FIN2611. Forecasting Reimagined: Building Smarter, Adaptive Models
Stop fighting yesterday’s battles with tomorrow’s challenges. In an era where traditional forecasting models struggle under market volatility and economic uncertainty, finance leaders need a new playbook. This candid panel brings together three practitioners who have navigated the real‑world journey of transforming their forecasting capabilities, sharing both successes and hard‑earned lessons.
Attendees will hear honest accounts of implementing AI‑driven forecasting, integrating external intelligence, and building more adaptive methodologies. Panelists will discuss what worked, what didn’t, and what they would do differently — from early pilot projects to full implementations, including initiatives that revealed unexpected challenges and required course corrections.
The discussion highlights practical insights for building forecasting frameworks that incorporate industry benchmarks, macroeconomic indicators, and predictive analytics while preserving human judgment. You’ll also learn from real experiences with automated forecasting tools, including which approaches delivered immediate value and which required longer development cycles.
Whether you’re just beginning a forecasting transformation or refining existing models, this session provides realistic perspectives on timelines, resource requirements, and change‑management considerations.
Learning Objectives:
- Analyze how to integrate internal data with external intelligence sources to create more robust and responsive forecasting models.
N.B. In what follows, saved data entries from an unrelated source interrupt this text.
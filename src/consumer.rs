// Copyright (c) 2025, The Ruskit Authors
// MIT License
// All rights reserved.

//! # Consumer Dispatch
//!
//! Wraps a channel and a per-delivery callback into a running consumer: it
//! starts `basic_consume`, drives the delivery stream on its own task, opens a
//! trace span per message and maps the callback outcome to an acknowledgment.
//!
//! A failing or panicking callback only fails that delivery; the consume loop
//! keeps going. The loop ends when the channel dies, which is what happens to
//! every consumer when the connection drops.

use crate::{
    broker::{BrokerChannel, Delivery},
    errors::AmqpError,
    otel,
};
use futures_util::{future::BoxFuture, FutureExt, StreamExt};
use opentelemetry::{
    global::{self, BoxedTracer},
    trace::{Span, Status},
};
use parking_lot::Mutex;
use std::{
    panic::AssertUnwindSafe,
    sync::{
        atomic::{AtomicBool, Ordering},
        Arc,
    },
};
use tokio::task::JoinHandle;
use tracing::{debug, error, warn};
use uuid::Uuid;

/// Callback invoked for every delivery; its result is the completion signal.
pub type DeliveryHandler =
    Arc<dyn Fn(Delivery) -> BoxFuture<'static, Result<(), AmqpError>> + Send + Sync>;

/// How deliveries are acknowledged.
///
/// The bus always consumes in `Auto` mode. `Manual` serves callers that drive
/// a [`ConsumerFactory`] on a channel of their own.
#[derive(Debug, Clone, Copy, PartialEq, Eq)]
pub enum AckMode {
    /// The broker considers a message acknowledged once delivered. Handler
    /// failures are logged but the message is not redelivered.
    Auto,
    /// Ack on success, reject without requeue on failure.
    Manual,
}

#[derive(Default)]
pub struct ConsumerFactory {
    consumers: Mutex<Vec<JoinHandle<()>>>,
    closed: AtomicBool,
}

impl ConsumerFactory {
    pub fn new() -> ConsumerFactory {
        ConsumerFactory::default()
    }

    /// Starts consuming `queue` on `channel`; returns the consumer tag.
    pub async fn start_consuming(
        &self,
        channel: Arc<dyn BrokerChannel>,
        queue: &str,
        ack: AckMode,
        handler: DeliveryHandler,
    ) -> Result<String, AmqpError> {
        if self.closed.load(Ordering::SeqCst) {
            return Err(AmqpError::Disposed);
        }

        let tag = Uuid::new_v4().to_string();
        let mut deliveries = channel
            .basic_consume(queue, &tag, ack == AckMode::Auto)
            .await?;
        debug!(queue, consumer_tag = %tag, "consumer started");

        let queue = queue.to_owned();
        let task = tokio::spawn(async move {
            let tracer = global::tracer("amqp consumer");

            while let Some(result) = deliveries.next().await {
                match result {
                    Ok(delivery) => {
                        let delivery_tag = delivery.delivery_tag;
                        let outcome = dispatch(&tracer, delivery, &handler).await;
                        if let Err(err) = complete(channel.as_ref(), delivery_tag, ack, outcome).await {
                            error!(error = err.to_string(), "error consume msg");
                        }
                    }
                    Err(err) => error!(error = err.to_string(), "errors consume msg"),
                }
            }

            debug!(queue = %queue, "consumer stopped");
        });

        let mut consumers = self.consumers.lock();
        consumers.retain(|c| !c.is_finished());
        consumers.push(task);
        Ok(tag)
    }

    /// Number of consume loops still running.
    pub fn active_consumers(&self) -> usize {
        let mut consumers = self.consumers.lock();
        consumers.retain(|c| !c.is_finished());
        consumers.len()
    }

    /// Stops every consume loop and refuses new consumers.
    pub fn close(&self) {
        self.closed.store(true, Ordering::SeqCst);
        for consumer in self.consumers.lock().drain(..) {
            consumer.abort();
        }
    }
}

async fn dispatch(
    tracer: &BoxedTracer,
    delivery: Delivery,
    handler: &DeliveryHandler,
) -> Result<(), AmqpError> {
    let msg_type = delivery.properties.kind.clone().unwrap_or_default();
    let (_ctx, mut span) = otel::new_span(&delivery.properties, tracer, &msg_type);

    debug!(
        "received: {} - exchange: {} - redelivered: {}",
        msg_type, delivery.exchange, delivery.redelivered
    );

    let result = match AssertUnwindSafe(handler(delivery)).catch_unwind().await {
        Ok(result) => result,
        Err(_) => Err(AmqpError::HandlerError("handler panicked".to_owned())),
    };

    match &result {
        Ok(()) => span.set_status(Status::Ok),
        Err(err) => {
            span.record_error(err);
            span.set_status(Status::error(err.to_string()));
        }
    }
    result
}

async fn complete(
    channel: &dyn BrokerChannel,
    delivery_tag: u64,
    ack: AckMode,
    outcome: Result<(), AmqpError>,
) -> Result<(), AmqpError> {
    match (ack, outcome) {
        (AckMode::Auto, Ok(())) => Ok(()),
        (AckMode::Auto, Err(err)) => {
            warn!(error = err.to_string(), "message handling failed");
            Ok(())
        }
        (AckMode::Manual, Ok(())) => channel.basic_ack(delivery_tag).await,
        (AckMode::Manual, Err(err)) => {
            warn!(error = err.to_string(), "message handling failed, rejecting");
            channel.basic_nack(delivery_tag, false).await
        }
    }
}

#[cfg(test)]
mod tests {
    use super::*;
    use crate::broker::{MessageProperties, MockBrokerChannel};
    use futures_util::stream;
    use mockall::predicate::eq;
    use std::{sync::atomic::AtomicUsize, time::Duration};

    fn delivery(tag: u64, body: &[u8]) -> Delivery {
        Delivery {
            consumer_tag: "tag".to_owned(),
            delivery_tag: tag,
            redelivered: false,
            exchange: "orders".to_owned(),
            routing_key: "orders.created".to_owned(),
            properties: MessageProperties::typed("Order"),
            body: body.to_vec(),
        }
    }

    fn channel_delivering(bodies: Vec<&'static str>, auto_ack: bool) -> MockBrokerChannel {
        let mut channel = MockBrokerChannel::new();
        channel
            .expect_basic_consume()
            .withf(move |queue, _, auto| queue.to_string() == "orders_billing" && *auto == auto_ack)
            .times(1)
            .returning(move |_, _, _| {
                let items: Vec<Result<Delivery, AmqpError>> = bodies
                    .iter()
                    .enumerate()
                    .map(|(i, body)| Ok(delivery(i as u64 + 1, body.as_bytes())))
                    .collect();
                Ok(stream::iter(items).boxed())
            });
        channel
    }

    async fn drained(factory: &ConsumerFactory) {
        for _ in 0..100 {
            if factory.active_consumers() == 0 {
                return;
            }
            tokio::time::sleep(Duration::from_millis(10)).await;
        }
        panic!("consumer did not finish");
    }

    #[tokio::test]
    async fn manual_mode_acks_successes_and_rejects_failures() {
        let mut channel = channel_delivering(vec!["ok", "fail"], false);
        channel
            .expect_basic_ack()
            .with(eq(1))
            .times(1)
            .returning(|_| Ok(()));
        channel
            .expect_basic_nack()
            .with(eq(2), eq(false))
            .times(1)
            .returning(|_, _| Ok(()));

        let factory = ConsumerFactory::new();
        let handler: DeliveryHandler = Arc::new(|delivery: Delivery| {
            async move {
                if delivery.body == b"ok" {
                    Ok(())
                } else {
                    Err(AmqpError::HandlerError("boom".into()))
                }
            }
            .boxed()
        });

        factory
            .start_consuming(Arc::new(channel), "orders_billing", AckMode::Manual, handler)
            .await
            .unwrap();
        drained(&factory).await;
    }

    #[tokio::test]
    async fn a_panicking_handler_does_not_stop_the_loop() {
        let channel = channel_delivering(vec!["panic", "ok", "ok"], true);
        let handled = Arc::new(AtomicUsize::new(0));
        let counter = handled.clone();
        let handler: DeliveryHandler = Arc::new(move |delivery: Delivery| {
            let counter = counter.clone();
            async move {
                if delivery.body == b"panic" {
                    panic!("handler bug");
                }
                counter.fetch_add(1, Ordering::SeqCst);
                Ok::<(), AmqpError>(())
            }
            .boxed()
        });

        let factory = ConsumerFactory::new();
        factory
            .start_consuming(Arc::new(channel), "orders_billing", AckMode::Auto, handler)
            .await
            .unwrap();
        drained(&factory).await;

        assert_eq!(handled.load(Ordering::SeqCst), 2);
    }

    #[tokio::test]
    async fn refuses_consumers_after_close() {
        let factory = ConsumerFactory::new();
        factory.close();

        let handler: DeliveryHandler = Arc::new(|_: Delivery| async { Ok::<(), AmqpError>(()) }.boxed());
        let result = factory
            .start_consuming(
                Arc::new(MockBrokerChannel::new()),
                "orders_billing",
                AckMode::Auto,
                handler,
            )
            .await;

        assert_eq!(result, Err(AmqpError::Disposed));
    }
}
impl<S: Serializer> BusPublisher<S> {
    pub async fn publish<T: Message>(&self, message: &T) -> Result<(), AmqpError> {
        self.publish_with_topic(message, DEFAULT_TOPIC).await
    }

    pub async fn publish_with_topic<T: Message>(
        &self,
        message: &T,
        topic: &str,
    ) -> Result<(), AmqpError> {
        self.inner.ensure_alive()?;
        let handle = self.inner.connection.handle()?;

        let channel = {
            let mut slot = self.channel.lock().await;
            match slot.as_ref() {
                Some((generation, channel))
                    if *generation == handle.generation && channel.is_open() =>
                {
                    channel.clone()
                }
                _ => {
                    let channel = self.inner.channels.open(&handle).await?;
                    *slot = Some((handle.generation, channel.clone()));
                    channel
                }
            }
        };

        self.inner
            .publish_message(&channel, handle.generation, message, topic)
            .await
    }
}

async fn follow_lifecycle<S: Serializer>(
    bus: Weak<BusInner<S>>,
    mut events: broadcast::Receiver<ConnectionEvent>,
) {
    loop {
        let event = events.recv().await;
        let Some(inner) = bus.upgrade() else {
            break;
        };

        match event {
            Ok(ConnectionEvent::Disconnected { generation }) => {
                inner.on_disconnected(generation)
            }
            Ok(ConnectionEvent::Connected { generation }) => inner.on_connected(generation).await,
            Err(RecvError::Lagged(skipped)) => {
                warn!(skipped, "missed connection events, resynchronizing");
                match inner.connection.handle() {
                    Ok(handle) => {
                        inner.on_disconnected(handle.generation.saturating_sub(1));
                        inner.on_connected(handle.generation).await;
                    }
                    Err(_) => inner.on_disconnected(inner.connection.generation()),
                }
            }
            Err(RecvError::Closed) => break,
        }
    }
    debug!("bus lifecycle stopped");
}

/// Checks the type tag of `delivery` and deserializes its body.
fn decode<S: Serializer, T: Message>(
    serializer: &S,
    expected: &str,
    delivery: &Delivery,
) -> Result<T, AmqpError> {
    let actual = delivery.properties.kind.as_deref().unwrap_or_default();
    if actual != expected {
        error!(
            expected,
            actual,
            routing_key = %delivery.routing_key,
            "unexpected message type"
        );
        return Err(AmqpError::TypeMismatch {
            expected: expected.to_owned(),
            actual: actual.to_owned(),
        });
    }
    serializer.bytes_to_message(&delivery.body)
}

impl<S: Serializer> BusInner<S> {
    fn ensure_alive(&self) -> Result<(), AmqpError> {
        if self.disposed.load(Ordering::SeqCst) {
            Err(AmqpError::Disposed)
        } else {
            Ok(())
        }
    }

    fn on_disconnected(&self, generation: u64) {
        info!(generation, "connection lost, clearing caches");
        self.exchanges.clear_through(generation);
        self.request_types.clear_through(generation);
        self.responses.clear_through(generation);
        self.affinity.clear_through(generation);
        self.channels.forget_closed();
    }

    async fn on_connected(&self, generation: u64) {
        let handle = match self.connection.handle() {
            Ok(handle) if handle.generation == generation => handle,
            _ => {
                debug!(generation, "skipping replay for a stale generation");
                return;
            }
        };

        let replayed = self.registry.replay_all(&handle).await;
        info!(generation, replayed, "subscriptions restored");
    }

    async fn declare_exchange(
        &self,
        channel: &Arc<dyn BrokerChannel>,
        generation: u64,
        def: ExchangeDefinition,
    ) -> Result<(), AmqpError> {
        let name = def.name().to_owned();
        self.exchanges
            .declare_once(&name, generation, || async move {
                channel.exchange_declare(&def).await
            })
            .await
            .map(|_| ())
    }

    /// Declares the RPC exchange plus the queue and binding for `request_type`.
    async fn declare_rpc_topology(
        &self,
        channel: &Arc<dyn BrokerChannel>,
        generation: u64,
        request_type: &str,
    ) -> Result<(), AmqpError> {
        let rpc_exchange = self.conventions.rpc_exchange_name();
        self.request_types
            .declare_once(request_type, generation, || async {
                channel
                    .exchange_declare(&ExchangeDefinition::new(&rpc_exchange).direct().durable())
                    .await?;
                channel
                    .queue_declare(&QueueDefinition::new(request_type).durable())
                    .await?;
                channel
                    .queue_bind(
                        &QueueBinding::new(request_type)
                            .exchange(&rpc_exchange)
                            .routing_key(request_type),
                    )
                    .await
            })
            .await
            .map(|_| ())
    }

    async fn publish_raw(
        &self,
        channel: &Arc<dyn BrokerChannel>,
        exchange: &str,
        routing_key: &str,
        mut properties: MessageProperties,
        body: &[u8],
    ) -> Result<(), AmqpError> {
        otel::inject_context(&mut properties);
        channel
            .basic_publish(exchange, routing_key, properties, body)
            .await
    }

    async fn publish_message<T: Message>(
        &self,
        channel: &Arc<dyn BrokerChannel>,
        generation: u64,
        message: &T,
        topic: &str,
    ) -> Result<(), AmqpError> {
        let message_type = self.serializer.serialize_type::<T>();
        let exchange = self.conventions.exchange_name(&message_type);
        let body = self.serializer.message_to_bytes(message)?;

        self.declare_exchange(
            channel,
            generation,
            ExchangeDefinition::new(&exchange).topic().durable(),
        )
        .await?;
        self.publish_raw(
            channel,
            &exchange,
            topic,
            MessageProperties::typed(&message_type),
            &body,
        )
        .await
    }

    /// Opens a consumer channel with the configured prefetch limit.
    async fn open_consumer_channel(
        &self,
        handle: &ConnectionHandle,
    ) -> Result<Arc<dyn BrokerChannel>, AmqpError> {
        let channel = self.channels.open(handle).await?;
        if let Err(err) = channel.basic_qos(self.config.prefetch_count).await {
            let _ = channel.close().await;
            return Err(err);
        }
        Ok(channel)
    }

    async fn declare_subscription(
        &self,
        handle: ConnectionHandle,
        def: &SubscriptionDefinition,
    ) -> Result<(), AmqpError> {
        let channel = self.open_consumer_channel(&handle).await?;

        let declared = async {
            self.declare_exchange(
                &channel,
                handle.generation,
                ExchangeDefinition::new(&def.exchange).topic().durable(),
            )
            .await?;
            channel
                .queue_declare(&QueueDefinition::new(&def.queue).durable())
                .await?;
            for topic in &def.topics {
                channel
                    .queue_bind(
                        &QueueBinding::new(&def.queue)
                            .exchange(&def.exchange)
                            .routing_key(topic),
                    )
                    .await?;
            }
            self.consumers
                .start_consuming(
                    channel.clone(),
                    &def.queue,
                    AckMode::Auto,
                    def.on_delivery.clone(),
                )
                .await
        }
        .await;

        match declared {
            Ok(_) => Ok(()),
            Err(err) => {
                let _ = channel.close().await;
                Err(err)
            }
        }
    }

    async fn declare_responder(
        &self,
        handle: ConnectionHandle,
        request_type: &str,
        on_delivery: DeliveryHandler,
    ) -> Result<(), AmqpError> {
        let channel = self.open_consumer_channel(&handle).await?;

        let declared = async {
            self.declare_rpc_topology(&channel, handle.generation, request_type)
                .await?;
            self.consumers
                .start_consuming(channel.clone(), request_type, AckMode::Auto, on_delivery)
                .await
        }
        .await;

        match declared {
            Ok(_) => Ok(()),
            Err(err) => {
                let _ = channel.close().await;
                Err(err)
            }
        }
    }

    /// Declares an exclusive reply queue and starts consuming responses on it.
    async fn start_reply_queue<Resp, F>(
        &self,
        handle: &ConnectionHandle,
        on_response: F,
    ) -> Result<String, AmqpError>
    where
        Resp: Message,
        F: Fn(Resp) + Send + Sync + 'static,
    {
        let queue = self.conventions.rpc_reply_queue_name();
        let channel = self.channels.open(handle).await?;
        channel
            .queue_declare(&QueueDefinition::new(&queue).exclusive().delete())
            .await?;

        let serializer = self.serializer.clone();
        let expected = self.serializer.serialize_type::<Resp>();
        let on_response = Arc::new(on_response);
        let on_delivery: DeliveryHandler = Arc::new(move |delivery: Delivery| {
            let serializer = serializer.clone();
            let expected = expected.clone();
            let on_response = on_response.clone();
            async move {
                let response: Resp = decode(serializer.as_ref(), &expected, &delivery)?;
                on_response(response);
                Ok(())
            }
            .boxed()
        });

        self.consumers
            .start_consuming(channel, &queue, AckMode::Auto, on_delivery)
            .await?;
        debug!(queue, "reply queue ready");
        Ok(queue)
    }

    /// Publishes a response to the caller's reply queue, waiting for the
    /// connection to come back when it is down.
    async fn publish_response<Resp: Message>(
        &self,
        reply_to: &str,
        response: &Resp,
    ) -> Result<(), AmqpError> {
        let response_type = self.serializer.serialize_type::<Resp>();
        let body = self.serializer.message_to_bytes(response)?;

        let handle = self
            .connection
            .wait_connected(self.config.response_timeout())
            .await?;
        let channel = self.affinity.get_or_create(&handle, &self.channels).await?;
        self.publish_raw(
            &channel,
            DEFAULT_EXCHANGE,
            reply_to,
            MessageProperties::typed(&response_type),
            &body,
        )
        .await
    }
}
- Identify how to deploy automated forecasting assistants that reduce manual effort, eliminate common biases, and accelerate scenario planning cycles.
- Apply techniques for creating forecasting models that automatically adjust to changing market conditions and business environments without constant manual recalibration.
- Determine how to identify, integrate, and utilize industry benchmarks, macroeconomic data, and market signals to enhance forecast accuracy and relevance.